Desde la Corporación Jurídica Yira Castro expresamos nuestra profunda preocupación ante el reciente anuncio del Estado Mayor Central (EMC), disidencia de las FARC-EP bajo el mando de Iván Mordisco, de restringir el ingreso de la Defensoría del Pueblo, la Misión de Verificación de la ONU y la MAPP-OEA en territorios donde el grupo tiene presencia.
En las regiones donde la presencia estatal es limitada y persisten disputas por el control territorial bajo prácticas que vulneran los derechos humanos, la presencia de organismos internacionales y el desarrollo de misiones humanitarias resulta fundamental. Su labor permite mediar, acompañar y activar respuestas frente a situaciones de confinamiento, desplazamiento y riesgo para las comunidades.

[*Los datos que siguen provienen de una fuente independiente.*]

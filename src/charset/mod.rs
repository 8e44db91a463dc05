mod classes;

use crate::phrase::Phrase;
use crate::scramble::RandomSource;
use classes::CharacterClass;
use itertools::Itertools;
use strum::IntoEnumIterator;

/// The character classes requested for the pool, before the phrase is merged in.
#[derive(Clone, Debug, Default, PartialEq, Eq)]
pub(crate) struct CharacterClasses {
    /// Include letters and the digits 0-8
    pub alpha: bool,
    /// Include digits
    pub numeric: bool,
    /// Include punctuation and symbols
    pub special: bool,
    /// Include every class, ignoring the individual flags
    pub all: bool,
    /// Use this string verbatim, ignoring every other flag
    pub custom: Option<String>,
}

impl CharacterClasses {
    /// Resolve the requested classes into the base string of the pool.
    ///
    /// A non-empty custom string wins over `all`, which wins over the individual classes.
    pub(crate) fn base_chars(&self) -> String {
        if let Some(custom) = self.custom.as_deref().filter(|custom| !custom.is_empty()) {
            return custom.to_string();
        }
        self.selected().map(CharacterClass::chars).collect()
    }

    /// A short human readable description of where the base characters come from.
    pub(crate) fn describe(&self) -> String {
        match self.custom.as_deref() {
            Some(custom) if !custom.is_empty() => "custom".to_string(),
            _ => self.selected().join("+"),
        }
    }

    fn selected(&self) -> impl Iterator<Item = CharacterClass> + '_ {
        CharacterClass::iter().filter(move |class| self.all || self.includes(*class))
    }

    fn includes(&self, class: CharacterClass) -> bool {
        match class {
            CharacterClass::Alpha => self.alpha,
            CharacterClass::Numeric => self.numeric,
            CharacterClass::Special => self.special,
        }
    }
}

/// The characters a scrambled frame is sampled from.
///
/// Every character of the phrase the pool was built for is guaranteed to be in it.
#[derive(Clone, Debug, Default, PartialEq, Eq)]
pub(crate) struct CharacterPool(Vec<char>);

impl CharacterPool {
    /// Build the pool for a phrase out of the requested classes.
    ///
    /// Phrase characters missing from the base set are appended in order of first appearance.
    pub(crate) fn build(phrase: &Phrase, classes: &CharacterClasses) -> Self {
        let mut chars: Vec<char> = classes.base_chars().chars().collect();
        for ch in phrase.chars() {
            if !chars.contains(ch) {
                chars.push(*ch);
            }
        }
        Self(chars)
    }

    pub(crate) fn len(&self) -> usize {
        self.0.len()
    }

    pub(crate) fn is_empty(&self) -> bool {
        self.0.is_empty()
    }

    pub(crate) fn contains(&self, ch: char) -> bool {
        self.0.contains(&ch)
    }

    /// Whether a frame sampled from this pool can break across lines.
    pub(crate) fn has_line_breaks(&self) -> bool {
        self.contains('\n')
    }

    /// Pick a character uniformly at random.
    ///
    /// Panics if the pool is empty.
    pub(crate) fn sample<R: RandomSource + ?Sized>(&self, rng: &mut R) -> char {
        self.0[rng.next_index(self.0.len())]
    }
}

impl From<&str> for CharacterPool {
    fn from(chars: &str) -> Self {
        Self(chars.chars().collect())
    }
}

#[cfg(test)]
mod tests {
    use super::*;
    use super::classes::{ALPHA_CHARS, NUMBER_CHARS, SPECIAL_CHARS};
    use crate::phrase::DEFAULT_PHRASES;
    use rstest::rstest;

    fn pool_string(pool: &CharacterPool) -> String {
        pool.0.iter().collect()
    }

    #[test]
    fn numeric_pool_appends_missing_phrase_chars() {
        let classes = CharacterClasses { numeric: true, ..Default::default() };
        let pool = CharacterPool::build(&Phrase::from("xyz"), &classes);
        assert_eq!(pool_string(&pool), "0123456789xyz");
    }

    #[test]
    fn custom_overrides_all() {
        let classes = CharacterClasses { all: true, custom: Some("XY".into()), ..Default::default() };
        let pool = CharacterPool::build(&Phrase::from("YZ"), &classes);
        assert_eq!(pool_string(&pool), "XYZ");
    }

    #[test]
    fn all_overrides_individual_classes() {
        let classes = CharacterClasses { all: true, numeric: true, ..Default::default() };
        assert_eq!(classes.base_chars(), format!("{ALPHA_CHARS}{NUMBER_CHARS}{SPECIAL_CHARS}"));
        assert_eq!(classes.describe(), "alpha+numeric+special");
    }

    #[test]
    fn empty_custom_falls_through() {
        let classes =
            CharacterClasses { special: true, custom: Some(String::new()), ..Default::default() };
        assert_eq!(classes.base_chars(), SPECIAL_CHARS);
        assert_eq!(classes.describe(), "special");
    }

    #[test]
    fn phrase_chars_already_present_are_not_duplicated() {
        let classes = CharacterClasses { alpha: true, ..Default::default() };
        let pool = CharacterPool::build(&Phrase::from("abc9"), &classes);
        assert_eq!(pool_string(&pool), format!("{ALPHA_CHARS}9"));
    }

    #[test]
    fn base_duplicates_are_kept() {
        let classes = CharacterClasses { custom: Some("aab".into()), ..Default::default() };
        let pool = CharacterPool::build(&Phrase::from("ba"), &classes);
        assert_eq!(pool_string(&pool), "aab");
    }

    #[test]
    fn no_classes_uses_phrase_only() {
        let pool = CharacterPool::build(&Phrase::from("hello"), &CharacterClasses::default());
        assert_eq!(pool_string(&pool), "helo");
    }

    #[rstest]
    #[case::plain_phrase("ab", None, false)]
    #[case::multiline_phrase("a\nb", None, true)]
    #[case::custom_newline("ab", Some("x\n"), true)]
    fn line_breaks(#[case] phrase: &str, #[case] custom: Option<&str>, #[case] expected: bool) {
        let classes = CharacterClasses { custom: custom.map(String::from), ..Default::default() };
        let pool = CharacterPool::build(&Phrase::from(phrase), &classes);
        assert_eq!(pool.has_line_breaks(), expected);
    }

    #[test]
    fn nothing_requested_gives_empty_pool() {
        let pool = CharacterPool::build(&Phrase::default(), &CharacterClasses::default());
        assert!(pool.is_empty());
        assert_eq!(CharacterClasses::default().describe(), "");
    }

    #[rstest]
    #[case::none(CharacterClasses::default())]
    #[case::alpha(CharacterClasses { alpha: true, ..Default::default() })]
    #[case::numeric_special(CharacterClasses { numeric: true, special: true, ..Default::default() })]
    #[case::all(CharacterClasses { all: true, ..Default::default() })]
    #[case::custom(CharacterClasses { custom: Some("01".into()), ..Default::default() })]
    fn every_phrase_char_is_in_pool(#[case] classes: CharacterClasses) {
        let alphabet: Vec<char> = "aZ 9!\n🍻é漢".chars().collect();
        let mut rng = fastrand::Rng::with_seed(7);
        let mut phrases: Vec<String> = DEFAULT_PHRASES.iter().map(|p| p.to_string()).collect();
        for _ in 0..50 {
            let len = rng.usize(0..20);
            phrases.push((0..len).map(|_| alphabet[rng.usize(..alphabet.len())]).collect());
        }

        for phrase in phrases {
            let phrase = Phrase::from(phrase.as_str());
            let pool = CharacterPool::build(&phrase, &classes);
            for ch in phrase.chars() {
                assert!(pool.contains(*ch), "{ch:?} missing from pool for {phrase:?}");
            }
        }
    }
}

Limitar su acceso no solo incrementa la vulnerabilidad de la población civil, sino que debilita el tejido comunitario, obstaculiza la atención humanitaria, profundiza dinámicas que prolongan el conflicto armado y deslegitima el trabajo de organizaciones como la Defensoría del Pueblo.
La construcción de paz exige garantías reales de acceso, protección y acompañamiento para las comunidades. Hacemos un llamado al respeto del derecho internacional humanitario y a permitir el desarrollo de las misiones humanitarias en los territorios.
No podemos permitir que la violencia siga marcando el pulso de la cotidianidad en las regiones del país. No es posible hablar de paz mientras se cierran los caminos para proteger la vida.